The bank also asked the 2nd Circuit to consider whether former employees who have not claimed they were fired can demand reinstatement. According to Goldman’s brief, none of the four women named in the class action – which seeks backpay, reinstatement and injunctive relief – has alleged she was wrongfully terminated. Two resigned. One lost her job after the 2008 financial crisis and another left when Goldman sold her entire unit. The bank said in its brief to the 2nd Circuit that, contrary to Judge Torres’ ruling in its case, five federal appellate circuits have held former employees “must have a valid claim for unlawful discharge to seek reinstatement.”
The 2nd Circuit rarely grants interlocutory, or mid-case, appeals but even Judge Torres, in a June 14 order certifying the standing and reinstatement issues Goldman raised, agreed that there is “substantial disagreement” and “conflicting authority” on the questions. Lieff Cabraser Heimann & Bernstein and Outten & Golden, which represent the women suing Goldman, opposed Judge Torres’ certification of the issues. According to Adam Klein of Outten, the plaintiffs also intend to ask the 2nd Circuit to deny Goldman’s request for review. “We do not think that the 2nd Circuit should review issues on a piecemeal basis,” he said in an email.
The Goldman gender discrimination case dates back to 2010, when former Goldman executives Cristina Chen-Oster and Shanna Orlich filed a complaint alleging the bank denied them equal pay and promotions because of their gender. In 2012, after the Supreme Court’s Wal-Mart ruling, U.S. District Judge Leonard Sand, who was then overseeing the case, dismissed the women’s injunctive claims, holding that they didn’t have standing. In 2015, U.S. Magistrate Judge James Francis recommended against certifying an injunction class, relying on Judge Sand’s 2012 decision.
Two new plaintiffs, Allison Gamba and Mary de Luis, then joined the case. Gamba worked for Goldman until 2014, when her business unit was sold. De Luis resigned in 2016 when Goldman denied her request for a transfer. Goldman moved to dismiss the new plaintiffs’ class claims for injunctive and declaratory relief under Judge Sand’s 2012 decision that former employees didn’t have standing.

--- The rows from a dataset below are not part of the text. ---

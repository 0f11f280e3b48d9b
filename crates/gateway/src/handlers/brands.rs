//! Brand management handlers

use axum::{
    extract::{Path, State},
    http::StatusCode,
    Json,
};
use serde::{Deserialize, Serialize};
use uuid::Uuid;
use validator::Validate;

use super::{ok, validate_request, ApiResponse};
use crate::AppState;
use brandlens_common::{
    errors::Result,
    pipeline::{BrandDraft, BrandProfile, TrackedQuery},
};

/// Request body for creating or replacing a brand
#[derive(Debug, Deserialize, Validate)]
#[serde(rename_all = "camelCase")]
pub struct BrandRequest {
    #[validate(length(min = 1, max = 200))]
    pub name: String,

    #[validate(length(min = 1, max = 500))]
    pub website: String,

    #[validate(length(min = 1, max = 100))]
    pub category: String,

    #[validate(length(max = 2000))]
    pub description: Option<String>,

    #[serde(default)]
    #[validate(length(max = 50))]
    pub competitors: Vec<String>,

    #[serde(default)]
    #[validate(length(max = 50))]
    pub keywords: Vec<String>,
}

impl BrandRequest {
    fn into_draft(self) -> BrandDraft {
        let clean = |items: Vec<String>| {
            items
                .into_iter()
                .map(|s| s.trim().to_string())
                .filter(|s| !s.is_empty())
                .collect()
        };

        BrandDraft {
            name: self.name.trim().to_string(),
            website: self.website.trim().to_string(),
            category: self.category.trim().to_string(),
            description: self
                .description
                .map(|d| d.trim().to_string())
                .filter(|d| !d.is_empty()),
            competitors: clean(self.competitors),
            keywords: clean(self.keywords),
        }
    }
}

/// Brand with its tracked queries
#[derive(Serialize)]
#[serde(rename_all = "camelCase")]
pub struct BrandDetail {
    #[serde(flatten)]
    pub brand: BrandProfile,
    pub queries: Vec<TrackedQuery>,
}

#[derive(Serialize)]
pub struct Deleted {
    pub id: Uuid,
}

pub async fn list_brands(
    State(state): State<AppState>,
) -> Result<Json<ApiResponse<Vec<BrandProfile>>>> {
    let brands = state.repo.list_brands().await?;
    Ok(ok(brands))
}

/// Create a brand and seed it with generated queries
pub async fn create_brand(
    State(state): State<AppState>,
    Json(request): Json<BrandRequest>,
) -> Result<(StatusCode, Json<ApiResponse<BrandDetail>>)> {
    validate_request(&request)?;

    let brand = state.repo.create_brand(request.into_draft()).await?;
    let queries = state.runner.seed_queries(&state.generator, &brand).await?;

    tracing::info!(
        brand_id = %brand.id,
        name = %brand.name,
        queries = queries.len(),
        "Brand created"
    );

    Ok((StatusCode::CREATED, ok(BrandDetail { brand, queries })))
}

pub async fn get_brand(
    State(state): State<AppState>,
    Path(brand_id): Path<Uuid>,
) -> Result<Json<ApiResponse<BrandDetail>>> {
    let brand = state.repo.find_brand(brand_id).await?;
    let queries = state.repo.list_queries(brand_id).await?;
    Ok(ok(BrandDetail { brand, queries }))
}

pub async fn update_brand(
    State(state): State<AppState>,
    Path(brand_id): Path<Uuid>,
    Json(request): Json<BrandRequest>,
) -> Result<Json<ApiResponse<BrandProfile>>> {
    validate_request(&request)?;

    let brand = state
        .repo
        .update_brand(brand_id, request.into_draft())
        .await?;

    tracing::info!(brand_id = %brand_id, "Brand updated");
    Ok(ok(brand))
}

/// Delete a brand together with its queries and results
pub async fn delete_brand(
    State(state): State<AppState>,
    Path(brand_id): Path<Uuid>,
) -> Result<Json<ApiResponse<Deleted>>> {
    state.repo.delete_brand(brand_id).await?;

    tracing::info!(brand_id = %brand_id, "Brand deleted");
    Ok(ok(Deleted { id: brand_id }))
}
//! Tracked query entity

use crate::errors::Result as AppResult;
use crate::pipeline::{QueryStatus, TrackedQuery};
use sea_orm::entity::prelude::*;
use serde::{Deserialize, Serialize};

#[derive(Clone, Debug, PartialEq, Eq, DeriveEntityModel, Serialize, Deserialize)]
#[sea_orm(table_name = "queries")]
pub struct Model {
    #[sea_orm(primary_key, auto_increment = false)]
    pub id: Uuid,

    pub brand_id: Uuid,

    #[sea_orm(column_type = "Text")]
    pub query_text: String,

    pub is_custom: bool,

    #[sea_orm(column_type = "Text")]
    pub status: String,

    pub last_analyzed_at: Option<DateTimeWithTimeZone>,

    pub created_at: DateTimeWithTimeZone,
}

impl Model {
    /// Get the query status as an enum
    pub fn query_status(&self) -> AppResult<QueryStatus> {
        self.status.parse()
    }

    pub fn into_tracked(self) -> AppResult<TrackedQuery> {
        Ok(TrackedQuery {
            status: self.query_status()?,
            id: self.id,
            brand_id: self.brand_id,
            text: self.query_text,
            is_custom: self.is_custom,
            last_analyzed_at: self.last_analyzed_at.map(Into::into),
            created_at: self.created_at.into(),
        })
    }
}

#[derive(Copy, Clone, Debug, EnumIter, DeriveRelation)]
pub enum Relation {
    #[sea_orm(
        belongs_to = "super::brand::Entity",
        from = "Column::BrandId",
        to = "super::brand::Column::Id",
        on_delete = "Cascade"
    )]
    Brand,

    #[sea_orm(has_many = "super::analysis_result::Entity")]
    AnalysisResults,
}

impl Related<super::brand::Entity> for Entity {
    fn to() -> RelationDef {
        Relation::Brand.def()
    }
}

impl Related<super::analysis_result::Entity> for Entity {
    fn to() -> RelationDef {
        Relation::AnalysisResults.def()
    }
}

impl ActiveModelBehavior for ActiveModel {}

#[cfg(test)]
mod tests {
    use super::*;
    use crate::errors::AppError;
    use chrono::Utc;

    fn row(status: &str) -> Model {
        Model {
            id: Uuid::new_v4(),
            brand_id: Uuid::new_v4(),
            query_text: "best crm?".to_string(),
            is_custom: true,
            status: status.to_string(),
            last_analyzed_at: None,
            created_at: Utc::now().fixed_offset(),
        }
    }

    #[test]
    fn test_into_tracked() {
        let model = row("failed");
        let id = model.id;
        let tracked = model.into_tracked().unwrap();

        assert_eq!(tracked.id, id);
        assert_eq!(tracked.text, "best crm?");
        assert_eq!(tracked.status, QueryStatus::Failed);
        assert!(tracked.is_custom);
    }

    #[test]
    fn test_unknown_status_rejected() {
        let err = row("archived").into_tracked().unwrap_err();
        assert!(matches!(err, AppError::InvalidFormat { .. }));
    }
}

Judge Torres denied the motion in her ruling last April, holding that Judge Sand’s 2012 decision was clearly erroneous. Torres agreed with several other trial judges in the 2nd Circuit that the Supreme Court’s discussion in Wal-Mart of the standing of former employees was non-binding dicta. She also said former employees have standing to seek a change in employment policies when they want to regain their old jobs. (I should point out that although Goldman argues none of the women claim to have been wrongfully fired, all of them assert they lost their jobs because Goldman’s allegedly discriminatory policies restricted their opportunities within the bank.)
The trial judge has not yet decided whether to certify injunctive or damages classes. She has called for briefing on the issue of money damages while Goldman pursues its interlocutory appeal.
Plaintiffs’ brief opposing the appeal is due in July. Class lawyer Klein declined to comment additionally.